Before we left the dive site Elaine & I were ushered over to a small crack by the guide who had been sneaking food to a moray. The eel came out, wrapped around him, then returned to its hole where it stuck about half of its body out. We each offered it a scratch before it gently returned home.

Fiji, July 2022, Drifting

One afternoon we set out on a drift dive. The plan for the dive was to enter down current, drift along, & get picket up pretty far down the reef wall. About fifteen minutes into our dive the ocean had other plans & we ran smack into a wall of current.

Normally a little current is fine, but this was the level of current where you find yourself kicking with everything you’ve got to go little to no where. So our guide gave us the signal to double back & hope that the captain of the boat would catch on to our dilemma.

When we surfaced we all pulled out our SMBs (an inflatable, six foot tall beacon that sticks out of the water) & began to make as much noise as possible. We did this for about thirty minute, all the way slowly drifting farther & farther from the reef. Luckily the captain took notice to the lack of divers where he ended up & circled back to find us.

In the midst of all of this happening Jodie, the dive guide, began to tell us a story about this elderly couple she was guiding a few years back who she was stuck out at sea with for about forty-five minutes to an hour before the captain found them. She said that she was in full panic mode while the couple was having the time of their lives, taking picture, laughing, etc.

The crazy part about this whole endeavor was that none of us felt panicked by it. We were all chatting, making jokes, planning our very long swim back to shore. None of us, at least outwardly, seemed worried & the sentiment continued even when we were headed back & on shore!

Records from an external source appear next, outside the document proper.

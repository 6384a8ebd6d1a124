use std::{fs, path::Path};

use serde::{de::DeserializeOwned, Serialize};

use crate::errors::Result;

/// Writes a value as pretty JSON, staging to a temporary file and renaming into place.
pub fn save_json_atomic<T: Serialize>(value: &T, path: &Path) -> Result<()> {
    if let Some(parent) = path.parent() {
        fs::create_dir_all(parent)?;
    }
    let tmp = path.with_extension("tmp");
    let json = serde_json::to_string_pretty(value)?;
    fs::write(&tmp, json)?;
    fs::rename(tmp, path)?;
    Ok(())
}

pub fn load_json<T: DeserializeOwned>(path: &Path) -> Result<T> {
    let data = fs::read_to_string(path)?;
    Ok(serde_json::from_str(&data)?)
}
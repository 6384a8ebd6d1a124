use rust_decimal::Decimal;

use crate::domain::{money::checked_sum, ExpenseRecord, SpendBreakdown};
use crate::errors::Result;

/// Reduces expense records into totals. Callers pass records already limited to a date range.
pub struct SpendAggregator;

impl SpendAggregator {
    pub fn total_spend(records: &[ExpenseRecord]) -> Result<Decimal> {
        checked_sum(records.iter().map(|record| record.amount), "summing spend")
    }

    pub fn by_category(records: &[ExpenseRecord]) -> Result<SpendBreakdown> {
        let mut breakdown = SpendBreakdown::new();
        for record in records {
            breakdown.add(record.category_key(), record.amount)?;
        }
        Ok(breakdown)
    }
}
mod common;

use std::sync::Arc;

use budget_engine::{
    core::FixedClock,
    domain::{CategoryLimit, PeriodKey, PeriodKind},
    storage::{BudgetStore, MemoryStore},
    BudgetError, BudgetOverviewService, SaveBudgetRequest,
};
use common::{at, Harness};
use rust_decimal::Decimal;
use rust_decimal_macros::dec;
use uuid::Uuid;

#[tokio::test]
async fn second_save_replaces_amount_and_categories() {
    let harness = Harness::new(at(2024, 6, 15)).await;
    let first = harness
        .service
        .save_budget(
            harness.user,
            SaveBudgetRequest::new(PeriodKind::Monthly, "1000")
                .with_limit("Food", "400")
                .with_limit("Fuel", "150"),
        )
        .await
        .expect("first save");
    let second = harness
        .service
        .save_budget(
            harness.user,
            SaveBudgetRequest::new(PeriodKind::Monthly, "1500").with_limit("Books", "60"),
        )
        .await
        .expect("second save");

    assert_eq!(first.id, second.id);
    assert_eq!(second.period, PeriodKey::monthly(2024, 6));

    let overview = harness
        .service
        .get_overview(harness.user, PeriodKind::Monthly)
        .await
        .unwrap();
    assert_eq!(overview.budget_amount, Some(dec!(1500)));
    let names: Vec<_> = overview.categories.iter().map(|c| c.category.as_str()).collect();
    assert_eq!(names, vec!["Books"]);
}

#[tokio::test]
async fn invalid_entries_are_dropped_not_fatal() {
    let harness = Harness::new(at(2024, 6, 15)).await;
    let budget = harness
        .service
        .save_budget(
            harness.user,
            SaveBudgetRequest::new(PeriodKind::Monthly, "800")
                .with_limit("  Groceries ", "250.75")
                .with_limit("   ", "100")
                .with_limit("Coffee", "0")
                .with_limit("Parking", "twelve"),
        )
        .await
        .expect("save with partial limits");
    assert_eq!(budget.total_amount, dec!(800));
    assert_eq!(
        budget.category_limits,
        vec![CategoryLimit::new("Groceries", dec!(250.75))]
    );
}

#[tokio::test]
async fn invalid_total_fails_before_any_write() {
    let harness = Harness::new(at(2024, 6, 15)).await;
    for raw in ["", "0", "-100", "lots"] {
        let err = harness
            .service
            .save_budget(
                harness.user,
                SaveBudgetRequest::new(PeriodKind::Monthly, raw).with_limit("Food", "50"),
            )
            .await
            .unwrap_err();
        assert!(
            matches!(err, BudgetError::InvalidAmount { ref field, .. } if field == "amount"),
            "unexpected error for {raw:?}: {err}"
        );
    }
    assert!(harness.store.budgets_for(harness.user).await.is_empty());
}

#[tokio::test]
async fn unknown_user_cannot_save() {
    let harness = Harness::new(at(2024, 6, 15)).await;
    let ghost = Uuid::new_v4();
    let err = harness
        .service
        .save_budget(ghost, SaveBudgetRequest::new(PeriodKind::Yearly, "100"))
        .await
        .unwrap_err();
    assert!(matches!(err, BudgetError::UserNotFound(id) if id == ghost));
    assert!(err.is_rejection());
}

#[tokio::test]
async fn explicit_period_must_match_kind() {
    let harness = Harness::new(at(2024, 6, 15)).await;
    let err = harness
        .service
        .save_budget(
            harness.user,
            SaveBudgetRequest::new(PeriodKind::Monthly, "100").for_period(PeriodKey::yearly(2024)),
        )
        .await
        .unwrap_err();
    assert!(matches!(err, BudgetError::InvalidPeriod(_)));

    let err = harness
        .service
        .save_budget(
            harness.user,
            SaveBudgetRequest::new(PeriodKind::Monthly, "100")
                .for_period(PeriodKey::monthly(2024, 13)),
        )
        .await
        .unwrap_err();
    assert!(matches!(err, BudgetError::InvalidPeriod(_)));
}

#[tokio::test]
async fn explicit_period_targets_future_month() {
    let harness = Harness::new(at(2024, 6, 15)).await;
    let budget = harness
        .service
        .save_budget(
            harness.user,
            SaveBudgetRequest::new(PeriodKind::Monthly, "2000")
                .for_period(PeriodKey::monthly(2024, 8)),
        )
        .await
        .unwrap();
    assert_eq!(budget.period, PeriodKey::monthly(2024, 8));

    let june = harness
        .service
        .get_overview(harness.user, PeriodKind::Monthly)
        .await
        .unwrap();
    assert_eq!(june.budget_amount, None);
}

#[tokio::test(flavor = "multi_thread", worker_threads = 4)]
async fn concurrent_saves_never_expose_mixed_state() {
    let store = Arc::new(MemoryStore::new());
    let user = Uuid::new_v4();
    store.add_user(user).await;
    let service = Arc::new(
        BudgetOverviewService::new(store.clone())
            .with_clock(Arc::new(FixedClock(at(2024, 6, 15)))),
    );

    let mut writers = Vec::new();
    for idx in 1..=20u32 {
        let service = service.clone();
        writers.push(tokio::spawn(async move {
            let request = SaveBudgetRequest::new(PeriodKind::Monthly, (idx * 100).to_string())
                .with_limit(format!("Cat{idx}"), idx.to_string());
            service.save_budget(user, request).await
        }));
    }

    let reader = {
        let service = service.clone();
        tokio::spawn(async move {
            for _ in 0..50 {
                let overview = service
                    .get_overview(user, PeriodKind::Monthly)
                    .await
                    .expect("overview during writes");
                if let Some(total) = overview.budget_amount {
                    let idx = (total / dec!(100)).normalize();
                    assert_eq!(overview.categories.len(), 1);
                    assert_eq!(overview.categories[0].category, format!("Cat{idx}"));
                    assert_eq!(overview.categories[0].budget_amount, Some(idx));
                }
                tokio::task::yield_now().await;
            }
        })
    };

    for writer in writers {
        writer.await.expect("join writer").expect("save succeeds");
    }
    reader.await.expect("reader saw consistent budgets");

    let budgets = store.budgets_for(user).await;
    assert_eq!(budgets.len(), 1);
    let stored = store
        .find_budget(user, &PeriodKey::monthly(2024, 6))
        .await
        .unwrap()
        .expect("budget exists");
    let idx = (stored.total_amount / dec!(100)).normalize();
    assert_eq!(stored.category_limits.len(), 1);
    assert_eq!(stored.category_limits[0].amount, idx);
    assert!(stored.total_amount > Decimal::ZERO);
}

Had we have stayed where the current hit us we most likely would have been swept out to sea even farther than we ended up. Now I dive with a mile radius whistle & a satellite phone enabled watch.

Indonesia, October 2022, Butterflyfish

At a site called Angel’s Window in the Lembeh Strait there exists a 100 foot rock tower that sits smack dab between the mouth of the strait & the open ocean. This rock has many caves & swim throughs as well as a flourishing reef. During the second half of our dive we rounded the edge of the rock & were met by a large school of butterflyfish who immediately came & schooled around us.

I suppose it’s worth noting to those of you who don’t dive that damselfish are a rather aggressive lot of fish, they come careening off of the reef & attack you, which feels like little more than just a stern poke wherever they hit. These damsels often attack the largest member of a group first, which in this case, & every other case, is usually me. Back to the butterflyfish.

So we’re surrounded by this school of butterflyfish. I was immediately both utterly confused & over the moon with excitement. As we got closer to the reef I was once again the victim of a feral damselfish attack only this time I had a posse. My posse dipped immediately. As soon as the damselfish came off the reef the butterflies went in. You see the butterflyfish, my new found homies, were just using us as a diversion to get the damselfish off to the reef so that they could swoop in & eat the eggs the damselfish was protecting. I was fascinated by what was happening & watched it as long as I could.

Puri, our guide, indicated that it was time to move on & seeing the ‘but, but’ in my eyes over leaving the spectacle that was happening he wrote “they will follow us” on his board & showed it to me. Trusting in Puri I left the butterflies only to turn around & find the exact occurrence Puri had predicted happening! The entire school of butterflyfish were following us, when a damsel would spring off the wall, they would slide in to eat the eggs. This continued for the duration of the dive until we got to a point where the current became too strong for them.